Nero bianco e rosso, i colori del lutto, della nascita e dell'amore, dominano la scena scarna infondendo assolutezza e verità. Come in un quadro di Caravaggio, di cui la scenografia condivide gli sfondi scuri e la disposizione degli oggetti significanti in un primo piano da natura morta, la luce non è mai presente solo per il suo valore mimetico e costruttivo, ma impone il suo preciso ruolo simbolico, narrativo e spirituale. Le luci di scena guidano lo spettatore nello svolgersi del racconto illuminando l'attore che di volta in volta dà voce all'eterno mito biblico. Effetto di particolare suggestione si raggiunge nel secondo atto, quando la Fidanzata indossa il velo nuziale e marcia percorrendo in diagonale la scena illuminata dal faro situato nell'angolo opposto. Il riferimento all'estetica caravaggesca è esplicito: al centro della scena, nel primo atto, una riproduzione della "Giuditta e Oloferne" agli Uffizi di Artemisia Gentileschi. Un impiego mirato di semplici oggetti di scena (una ciotola d'acqua, un velo di tulle, un libro, una testa…) e un accompagnamento musicale, ora elettronico ora liturgico e corale, completano l'insieme armonico di un risultato denso e intenso.
Pur essendo concepiti come unità autonome, una medesima tensione tra Eros e Thanatos attraversa i tre corti, restituiti al pubblico in una messa in scena senza soluzione di continuità incorniciata dalle parole intonate, declamate, confessate dal Falso Profeta, sempre presente sul palco nel suo ruolo sacerdotale.
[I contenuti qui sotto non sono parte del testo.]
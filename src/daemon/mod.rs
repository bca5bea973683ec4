//! Daemon module for neurocare
//!
//! Hosts a booking workflow between CLI invocations and serves it over IPC.

pub mod client;
pub mod ipc;
pub mod server;
pub mod service;
pub mod state;

use anyhow::Result;
use std::process::Command;
use std::time::{Duration, Instant};

use crate::config::Settings;

/// PID of a running daemon, if the PID file points at a live process
pub fn running_pid(settings: &Settings) -> Option<i32> {
    let pid = std::fs::read_to_string(settings.pid_path())
        .ok()?
        .trim()
        .parse::<i32>()
        .ok()?;
    process_alive(pid).then_some(pid)
}

fn process_alive(pid: i32) -> bool {
    if pid <= 0 {
        return false;
    }
    // Signal 0 only checks that the process exists
    unsafe { libc::kill(pid, 0) == 0 }
}

/// Start the daemon as a background process
pub fn start_daemon(settings: &Settings) -> Result<()> {
    let pid_path = settings.pid_path();
    let socket_path = settings.socket_path();

    if pid_path.exists() {
        if let Some(pid) = running_pid(settings) {
            anyhow::bail!("Daemon is already running (PID: {})", pid);
        }
        // Stale PID file
        std::fs::remove_file(&pid_path)?;
    }

    if socket_path.exists() {
        let _ = std::fs::remove_file(&socket_path);
    }

    let exe = std::env::current_exe()?;
    let mut child = Command::new(exe)
        .args(["daemon", "start", "--foreground"])
        .stdin(std::process::Stdio::null())
        .stdout(std::process::Stdio::null())
        .stderr(std::process::Stdio::null())
        .spawn()?;

    // Wait for readiness so callers don't get a false positive start.
    let deadline = Instant::now() + Duration::from_secs(2);
    while Instant::now() < deadline {
        if let Some(status) = child.try_wait()? {
            anyhow::bail!(
                "Daemon failed to start (exit: {}). Run `neurocare daemon start --foreground` for details.",
                status
            );
        }

        if pid_path.exists() && socket_path.exists() {
            return Ok(());
        }

        std::thread::sleep(Duration::from_millis(50));
    }

    anyhow::bail!("Daemon start timed out. Run `neurocare daemon start --foreground` for details.")
}

/// Run the daemon in the foreground
pub async fn run_foreground(settings: &Settings) -> Result<()> {
    service::run(settings).await
}

#[cfg(test)]
mod tests {
    use super::*;

    #[test]
    fn current_process_is_alive() {
        assert!(process_alive(std::process::id() as i32));
        assert!(!process_alive(0));
        assert!(!process_alive(-1));
    }
}
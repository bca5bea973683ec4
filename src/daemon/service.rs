//! Main daemon service implementation

use anyhow::Result;
use std::time::Duration;
use tokio::sync::mpsc;
use tokio::time::MissedTickBehavior;
use tracing::{error, info};

use crate::analysis::AnalysisError;
use crate::audio::DeviceArbiter;
use crate::config::Settings;
use crate::daemon::ipc::{DaemonRequest, DaemonResponse};
use crate::daemon::server::{CommandReceiver, IpcServer};
use crate::daemon::state::DaemonState;
use crate::workflow::analysis::{AnalysisTicket, VoiceAnalysisReport};
use crate::workflow::capture::CaptureEvent;
use crate::workflow::session::{FileIdentityProvider, IdentityProvider};
use crate::workflow::{WorkflowDeps, WorkflowError, WorkflowEvent};

type AnalysisOutcome = (AnalysisTicket, Result<VoiceAnalysisReport, AnalysisError>);

/// Run the daemon service
pub async fn run(settings: &Settings) -> Result<()> {
    info!("Starting neurocare daemon");

    settings.ensure_dirs()?;

    let deps = WorkflowDeps::from_settings(settings, DeviceArbiter::new())?;
    info!("Analysis backend: {}", deps.analysis.name());

    let pid = std::process::id();
    std::fs::write(settings.pid_path(), pid.to_string())?;

    let (cmd_tx, cmd_rx) = mpsc::channel::<(DaemonRequest, mpsc::Sender<DaemonResponse>)>(32);

    let mut server = IpcServer::new(settings.socket_path());
    if let Err(e) = server.start().await {
        let _ = std::fs::remove_file(settings.pid_path());
        return Err(e);
    }

    let server_handle = tokio::spawn(async move {
        if let Err(e) = server.run(cmd_tx).await {
            error!("IPC server error: {}", e);
        }
    });

    let identity = FileIdentityProvider::from_settings(settings);
    let handler_result = command_handler(&identity, DaemonState::new(deps), cmd_rx).await;

    info!("Shutting down daemon");

    let _ = std::fs::remove_file(settings.pid_path());
    server_handle.abort();

    handler_result
}

/// Handle incoming commands, the recording clock and finished analyses
async fn command_handler(
    identity: &dyn IdentityProvider,
    mut state: DaemonState,
    mut cmd_rx: CommandReceiver,
) -> Result<()> {
    let mut ticker = tokio::time::interval(Duration::from_secs(1));
    ticker.set_missed_tick_behavior(MissedTickBehavior::Skip);

    let (analysis_tx, mut analysis_rx) = mpsc::channel::<AnalysisOutcome>(8);

    loop {
        tokio::select! {
            command = cmd_rx.recv() => {
                let Some((request, resp_tx)) = command else {
                    break;
                };

                if matches!(request, DaemonRequest::Shutdown) {
                    state.shutdown();
                    let _ = resp_tx.send(DaemonResponse::Ok).await;
                    break;
                }

                let restarts_clock = starts_recording(&request);
                let response = handle_request(identity, &mut state, request, &analysis_tx).await;
                if restarts_clock && matches!(response, DaemonResponse::Booking(_)) {
                    // Count whole seconds from the moment recording (re)started
                    ticker.reset();
                }
                let _ = resp_tx.send(response).await;
            }
            _ = ticker.tick() => state.tick().await,
            Some((ticket, result)) = analysis_rx.recv() => state.finish_analysis(ticket, result),
        }
    }

    Ok(())
}

fn starts_recording(request: &DaemonRequest) -> bool {
    matches!(
        request,
        DaemonRequest::Booking {
            event: WorkflowEvent::Capture {
                event: CaptureEvent::Start | CaptureEvent::Resume
            }
        }
    )
}

async fn handle_request(
    identity: &dyn IdentityProvider,
    state: &mut DaemonState,
    request: DaemonRequest,
    analysis_tx: &mpsc::Sender<AnalysisOutcome>,
) -> DaemonResponse {
    match request {
        DaemonRequest::OpenBooking => match state.open_booking(identity) {
            Ok(snapshot) => DaemonResponse::Booking(snapshot),
            Err(WorkflowError::Unauthenticated) => DaemonResponse::Error {
                message: "Not signed in. Run `neurocare login` first".to_string(),
            },
            Err(e) => DaemonResponse::Error {
                message: e.to_string(),
            },
        },
        DaemonRequest::Booking { event } => match state.apply(event).await {
            Ok(applied) => {
                if let Some(job) = applied.job {
                    let service = state.analysis_service();
                    let tx = analysis_tx.clone();
                    tokio::spawn(async move {
                        let result = service.analyze(job.request).await;
                        let _ = tx.send((job.ticket, result)).await;
                    });
                }
                DaemonResponse::Booking(applied.snapshot)
            }
            Err(e) => DaemonResponse::Error {
                message: format!("{:#}", e),
            },
        },
        DaemonRequest::GetBooking => match state.snapshot() {
            Some(snapshot) => DaemonResponse::Booking(snapshot),
            None => DaemonResponse::Error {
                message: "No booking open. Run `neurocare booking open` first".to_string(),
            },
        },
        DaemonRequest::GetStatus => DaemonResponse::Status(state.status()),
        DaemonRequest::Ping => DaemonResponse::Pong,
        DaemonRequest::Shutdown => DaemonResponse::Ok,
    }
}

#[cfg(test)]
mod tests {
    use super::*;
    use crate::workflow::analysis::AnalysisStatus;
    use crate::workflow::session::StaticIdentityProvider;
    use crate::workflow::test_support::{patient, Harness};

    async fn request(
        handler: &mpsc::Sender<(DaemonRequest, mpsc::Sender<DaemonResponse>)>,
        req: DaemonRequest,
    ) -> DaemonResponse {
        let (tx, mut rx) = mpsc::channel(1);
        handler.send((req, tx)).await.unwrap();
        rx.recv().await.unwrap()
    }

    #[tokio::test]
    async fn handler_hosts_a_booking_until_shutdown() {
        let harness = Harness::new();
        let state = DaemonState::new(harness.deps());
        let (cmd_tx, cmd_rx) = mpsc::channel(8);

        let handler = tokio::spawn(async move {
            let identity = StaticIdentityProvider(Some(patient()));
            command_handler(&identity, state, cmd_rx).await
        });

        assert!(matches!(
            request(&cmd_tx, DaemonRequest::Ping).await,
            DaemonResponse::Pong
        ));
        assert!(matches!(
            request(&cmd_tx, DaemonRequest::GetBooking).await,
            DaemonResponse::Error { .. }
        ));
        assert!(matches!(
            request(&cmd_tx, DaemonRequest::OpenBooking).await,
            DaemonResponse::Booking(_)
        ));

        for event in [CaptureEvent::Start, CaptureEvent::Stop] {
            let event = WorkflowEvent::Capture { event };
            request(&cmd_tx, DaemonRequest::Booking { event }).await;
        }
        let event = WorkflowEvent::Analyze;
        request(&cmd_tx, DaemonRequest::Booking { event }).await;

        let mut ready = false;
        for _ in 0..50 {
            let response = request(&cmd_tx, DaemonRequest::GetBooking).await;
            if let DaemonResponse::Booking(snapshot) = response {
                if snapshot.analysis_status == AnalysisStatus::Ready {
                    ready = true;
                    break;
                }
            }
            tokio::time::sleep(Duration::from_millis(10)).await;
        }
        assert!(ready);

        assert!(matches!(
            request(&cmd_tx, DaemonRequest::Shutdown).await,
            DaemonResponse::Ok
        ));
        handler.await.unwrap().unwrap();
        assert!(harness.arbiter.holder().is_none());
    }

    #[tokio::test(start_paused = true)]
    async fn recording_clock_starts_with_the_recording() {
        let harness = Harness::new();
        let state = DaemonState::new(harness.deps());
        let (cmd_tx, cmd_rx) = mpsc::channel(8);

        let handler = tokio::spawn(async move {
            let identity = StaticIdentityProvider(Some(patient()));
            command_handler(&identity, state, cmd_rx).await
        });

        request(&cmd_tx, DaemonRequest::OpenBooking).await;
        tokio::time::advance(Duration::from_millis(700)).await;

        let event = WorkflowEvent::Capture {
            event: CaptureEvent::Start,
        };
        request(&cmd_tx, DaemonRequest::Booking { event }).await;

        let elapsed = |response: DaemonResponse| match response {
            DaemonResponse::Booking(snapshot) => snapshot.elapsed_secs,
            other => panic!("unexpected response: {:?}", other),
        };

        // The ticker's original deadline passes here; it must not count
        tokio::time::advance(Duration::from_millis(500)).await;
        tokio::task::yield_now().await;
        assert_eq!(elapsed(request(&cmd_tx, DaemonRequest::GetBooking).await), 0);

        tokio::time::advance(Duration::from_millis(600)).await;
        tokio::task::yield_now().await;
        assert_eq!(elapsed(request(&cmd_tx, DaemonRequest::GetBooking).await), 1);

        request(&cmd_tx, DaemonRequest::Shutdown).await;
        handler.await.unwrap().unwrap();
    }

    #[test]
    fn only_start_and_resume_restart_the_clock() {
        let capture = |event| DaemonRequest::Booking {
            event: WorkflowEvent::Capture { event },
        };
        assert!(starts_recording(&capture(CaptureEvent::Start)));
        assert!(starts_recording(&capture(CaptureEvent::Resume)));
        assert!(!starts_recording(&capture(CaptureEvent::Pause)));
        assert!(!starts_recording(&DaemonRequest::Ping));
    }

    #[tokio::test]
    async fn signed_out_open_points_at_login() {
        let harness = Harness::new();
        let mut state = DaemonState::new(harness.deps());
        let (tx, _rx) = mpsc::channel(1);

        let response = handle_request(
            &StaticIdentityProvider(None),
            &mut state,
            DaemonRequest::OpenBooking,
            &tx,
        )
        .await;
        match response {
            DaemonResponse::Error { message } => assert!(message.contains("neurocare login")),
            other => panic!("unexpected response: {:?}", other),
        }
    }
}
In un teatro di chiaroscuri, ma soprattutto teatro fisico, dove la parola è corporea e la danza una icastica narrazione, con voce stentorea e misericordiosa, amministra il rito, narra, ammonisce, rassicura, si fa attraversare da un'energia vigorosa e ipertrofica che restituisce al pubblico attraverso studiatissimi movimenti biomorfi di cui Grotowski è nume tutelare. "Anticotestamento" è morte vendetta libertà amore danza attesa energia; significa raccontare e dare corpo alle "profondità dell'animo umano". Significa ripartire dalle radici, già indagate da Paolisso nel cortometraggio "Radici. Ciò che resta dell'Ego" e mai abbandonate nella ricerca di questo giovane Dramaturg e dalla sua squadra di attori. Significa ripartire dalla fonte inesauribile della tradizione mitica occidentale, dal grado zero del teatro, dall'enthusiasmòs della nuova generazione del teatro, per leggere il presente e proiettarsi nel futuro.